Will Progress Distract From Conservation?

Created:
Tue, 2012-12-11 10:19

Cautious optimism might be the most appropriate response to the International Energy Agency’s (IEA) recent release of its annual World Energy Outlook, predicting a global shift in the energy mix. The roles of both fuels and regions are changing.

The U.S. is projected to become energy self-reliant by 2035 due to rising production of oil, shale gas, bioenergy, and improved fuel efficiency in transportation. The U.S. is expected to surpass both Russia and Saudi Arabia as the top oil producer by 2020. New energy sources are expected to boost the U.S. economy, providing access to energy that is less expensive relative to the rest of the world. U.S. reliance on coal is expected to continue to decrease.

While the prospect of new energy sources, less reliance on coal, and energy independence is good news for the U.S., the outlook for the environment is not as promising.
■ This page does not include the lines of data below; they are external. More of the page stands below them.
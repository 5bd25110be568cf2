//! Validation summary input
//!
//! The upstream validation pipeline writes one JSON document per report
//! directory with two maps: per-component counts and per-component-pair
//! counts, each broken down by metric. This module loads that document,
//! checks its shape at the boundary and exposes the pieces the graph
//! needs.
//!
//! ```json
//! {
//!   "summary_callback_dict_component_metrics": {
//!     "sensing": { "FREQUENCY": { "cnt_pass": 8, "cnt_failed": 2, "cnt_not_measured": 0 } }
//!   },
//!   "summary_topic_dict_component_pair_metrics": {
//!     "external-sensing": { "FREQUENCY": { "cnt_pass": 5, "cnt_failed": 0, "cnt_not_measured": 0 } }
//!   }
//! }
//! ```

use crate::error::{Error, Result};
use crate::stage::{Endpoint, EXTERNAL_TOKEN};
use indexmap::IndexMap;
use serde::de::{self, Deserializer, MapAccess, Visitor};
use serde::{Deserialize, Serialize};
use std::fmt;
use std::marker::PhantomData;
use std::path::Path;

/// Metric drawn on the stage graph. Tables also carry `PERIOD` and
/// `LATENCY` records, which are loaded but not rendered.
pub const RENDERED_METRIC: &str = "FREQUENCY";

/// Result counts for one metric of one component or component pair
#[derive(Debug, Clone, Copy, PartialEq, Eq, Default, Serialize, Deserialize)]
pub struct MetricCounts {
    pub cnt_pass: u64,
    pub cnt_failed: u64,
    pub cnt_not_measured: u64,
    #[serde(default)]
    pub cnt_out_of_scope: u64,
    #[serde(default)]
    pub cnt_dont_care: u64,
}

impl MetricCounts {
    pub fn new(pass: u64, failed: u64, not_measured: u64) -> Self {
        Self {
            cnt_pass: pass,
            cnt_failed: failed,
            cnt_not_measured: not_measured,
            ..Self::default()
        }
    }

    /// Checks that produced a verdict; not-measured ones are excluded
    pub fn total(&self) -> u64 {
        self.cnt_pass.saturating_add(self.cnt_failed)
    }

    /// `"<pass>/<total>"`
    pub fn ratio_label(&self) -> String {
        format!("{}/{}", self.cnt_pass, self.total())
    }
}

/// Visual status class of a node or edge
#[derive(Debug, Clone, Copy, PartialEq, Eq, Hash, Serialize, Deserialize)]
#[serde(rename_all = "snake_case")]
pub enum StatusClass {
    Pass,
    Failed,
    NotMeasured,
}

impl StatusClass {
    pub fn as_str(self) -> &'static str {
        match self {
            StatusClass::Pass => "pass",
            StatusClass::Failed => "failed",
            StatusClass::NotMeasured => "not_measured",
        }
    }
}

impl fmt::Display for StatusClass {
    fn fmt(&self, f: &mut fmt::Formatter<'_>) -> fmt::Result {
        f.write_str(self.as_str())
    }
}

/// How counts map to a status class
#[derive(Debug, Clone, Copy, PartialEq, Eq, Default, Serialize, Deserialize)]
#[serde(rename_all = "snake_case")]
pub enum StatusRule {
    /// not_measured > failed > pass
    #[default]
    Prioritized,
    /// Every element is classed `pass` regardless of counts.
    ///
    /// Reproduces the older top page, whose class assignment was shadowed
    /// inside its conditional blocks. Only used when asked for explicitly.
    LegacyAlwaysPass,
}

impl StatusRule {
    pub fn classify(self, counts: &MetricCounts) -> StatusClass {
        match self {
            StatusRule::LegacyAlwaysPass => StatusClass::Pass,
            StatusRule::Prioritized => {
                if counts.cnt_not_measured > 0 {
                    StatusClass::NotMeasured
                } else if counts.cnt_failed > 0 {
                    StatusClass::Failed
                } else {
                    StatusClass::Pass
                }
            }
        }
    }
}

/// Counts per metric name for one component or pair.
///
/// Keyed by the raw metric name so records for metrics this crate does not
/// know about are carried along instead of rejected.
pub type MetricTable = IndexMap<String, MetricCounts>;

#[derive(Debug, Clone, Default, PartialEq, Serialize, Deserialize)]
pub struct ValidationSummary {
    #[serde(
        rename = "summary_callback_dict_component_metrics",
        default,
        deserialize_with = "unique_keys"
    )]
    pub components: IndexMap<String, MetricTable>,

    #[serde(
        rename = "summary_topic_dict_component_pair_metrics",
        alias = "summary_topic_dict_componentpair_metrics",
        default,
        deserialize_with = "unique_keys"
    )]
    pub pairs: IndexMap<String, MetricTable>,
}

impl ValidationSummary {
    pub fn load<P: AsRef<Path>>(path: P) -> Result<Self> {
        let text = std::fs::read_to_string(path)?;
        Self::from_json_str(&text)
    }

    /// Parse and validate a summary document
    pub fn from_json_str(text: &str) -> Result<Self> {
        let summary: ValidationSummary =
            serde_json::from_str(text).map_err(|e| Error::malformed(e.to_string()))?;
        summary.validate()?;
        Ok(summary)
    }

    /// Every entry must carry the rendered metric and every pair key must parse
    pub fn validate(&self) -> Result<()> {
        for (name, table) in &self.components {
            rendered_counts("component", name, table)?;
        }
        for (key, table) in &self.pairs {
            PairKey::parse(key)?;
            rendered_counts("component pair", key, table)?;
        }
        Ok(())
    }

    pub fn component_counts(&self, name: &str) -> Result<&MetricCounts> {
        let table = self
            .components
            .get(name)
            .ok_or_else(|| Error::malformed(format!("no component named '{}'", name)))?;
        rendered_counts("component", name, table)
    }

    pub fn pair_counts(&self, key: &str) -> Result<&MetricCounts> {
        let table = self
            .pairs
            .get(key)
            .ok_or_else(|| Error::malformed(format!("no component pair '{}'", key)))?;
        rendered_counts("component pair", key, table)
    }

    pub fn is_empty(&self) -> bool {
        self.components.is_empty() && self.pairs.is_empty()
    }
}

pub(crate) fn rendered_counts<'a>(
    what: &str,
    name: &str,
    table: &'a MetricTable,
) -> Result<&'a MetricCounts> {
    table.get(RENDERED_METRIC).ok_or_else(|| {
        Error::malformed(format!(
            "{} '{}' has no {} record",
            what,
            name,
            RENDERED_METRIC
        ))
    })
}

/// A parsed `<producer>-<consumer>` key
#[derive(Debug, Clone, PartialEq, Eq)]
pub struct PairKey {
    pub key: String,
    pub producer: Endpoint,
    pub consumer: Endpoint,
}

impl PairKey {
    pub fn parse(key: &str) -> Result<Self> {
        let (producer, consumer) = key
            .split_once('-')
            .ok_or_else(|| Error::invalid_pair(key, "missing '-' separator"))?;

        let producer: Endpoint = producer
            .parse()
            .map_err(|e: crate::stage::UnknownStage| Error::invalid_pair(key, e.to_string()))?;
        let consumer: Endpoint = consumer
            .parse()
            .map_err(|e: crate::stage::UnknownStage| Error::invalid_pair(key, e.to_string()))?;

        if producer == Endpoint::External && consumer == Endpoint::External {
            return Err(Error::invalid_pair(
                key,
                format!("both sides are '{}'", EXTERNAL_TOKEN),
            ));
        }

        Ok(Self {
            key: key.to_string(),
            producer,
            consumer,
        })
    }
}

/// Deserialize a JSON object into an ordered map, rejecting repeated keys.
///
/// serde_json keeps the last value of a repeated key; for component pairs
/// that would silently drop an edge.
fn unique_keys<'de, D, V>(deserializer: D) -> std::result::Result<IndexMap<String, V>, D::Error>
where
    D: Deserializer<'de>,
    V: Deserialize<'de>,
{
    struct UniqueKeys<V>(PhantomData<V>);

    impl<'de, V: Deserialize<'de>> Visitor<'de> for UniqueKeys<V> {
        type Value = IndexMap<String, V>;

        fn expecting(&self, f: &mut fmt::Formatter<'_>) -> fmt::Result {
            f.write_str("an object with unique keys")
        }

        fn visit_map<A: MapAccess<'de>>(
            self,
            mut access: A,
        ) -> std::result::Result<Self::Value, A::Error> {
            let mut map = IndexMap::with_capacity(access.size_hint().unwrap_or(0));
            while let Some((key, value)) = access.next_entry::<String, V>()? {
                if map.contains_key(&key) {
                    return Err(de::Error::custom(format!("duplicate key '{}'", key)));
                }
                map.insert(key, value);
            }
            Ok(map)
        }
    }

    deserializer.deserialize_map(UniqueKeys(PhantomData))
}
Is progress sustainable given the risks?

New Technology – Progress And Risk

New technologies, such as hydrofracking and horizontal drilling, are enabling the U.S. to extract large amounts of oil and gas from tight shale rock formations that historically had not been economically desirable to pursue. Fracking is a process by which a high-pressure combination of chemicals, water, and sand are injected into rock formations, creating cracks that allow oil and gas to escape.

fracking graphic
Graphic courtesy of Al Granberg and Propublica

Due to a glut in the supply of natural gas, prices are low. This has spurred an increase in the number of power plants fueled by less expensive natural gas, reducing U.S. reliance on coal.

Although natural gas is said to have fewer carbon emissions than coal or oil, it is still a fossil fuel upon which we are in danger of becoming dependent. The use of fracking to extract natural gas comes with concerns over groundwater contamination and methane gas emissions. Methane is a more potent polluter than carbon dioxide and is therefore of particular concern in determining the environmental impacts of natural gas.

There are also economic concerns over natural gas. Debates exist over spending taxpayer money to support drilling with potential environmental consequences and no guarantee of yield. Price volatility threatens to derail the benefits of record low prices that have made natural gas so appealing.

Important Trends and Shifts

As the U.S. reduces reliance on oil and coal, these dirty fossil fuels are being sent to other places, where use continues to rise and threaten the environment. By IEA’s projection, about 90% of Middle Eastern oil will flow to Asia by 2035. Coal mined in America is expected to end up in Europe and China.

Renewables are expected to become the world’s second largest power source by 2015, closing in on coal as the number one power source by 2035. Electricity demand is expected to grow 70% worldwide, with renewables accounting for half of new global capacity. In an uncertain political climate in the U.S., it is not yet clear if subsidies will be at adequate levels to support the projected growth in renewables.

Scientists recommend that temperature increases caused by greenhouse gas emissions be limited to no more than 2 degrees Celsius in order to limit potential damage. But, a recent report issued by the UN’s World Meteorological Organization indicates that the amount of carbon dioxide in the atmosphere reached a record high in 2011.

At the current rate of emissions, it is estimated that maximum carbon dioxide levels permitted for the 2-degree limit will be reached by 2017. The IEA’s World Energy Outlook points to energy efficiency as a means of slowing the damaging progression by about five years. "Rapid deployment of energy-efficient technologies would postpone this complete lock-in to 2022, buying time to secure a much-needed global agreement to cut greenhouse-gas emissions," the Outlook states.

Focus On Efficiency

It is important to remember that the findings in IEA’s report are based on an assumption of improved energy efficiency in transportation and the built environment, as well as the advancement of renewables. Strong policies and building codes to support vehicle fuel efficiency, green building, energy audits, weatherization, and development of renewables are critical to reaching projections set forth in the report and going beyond to protect the planet. New fuel sources have given the U.S. a chance to shift away from coal and oil and build a bridge to even cleaner renewables. True energy independence cannot be achieved without a reduction in the overall demand for fossil fuels.

Will the economic progress created by new energy sources distract from important efforts toward conservation, efficiency, and clean energy? Let’s hope not.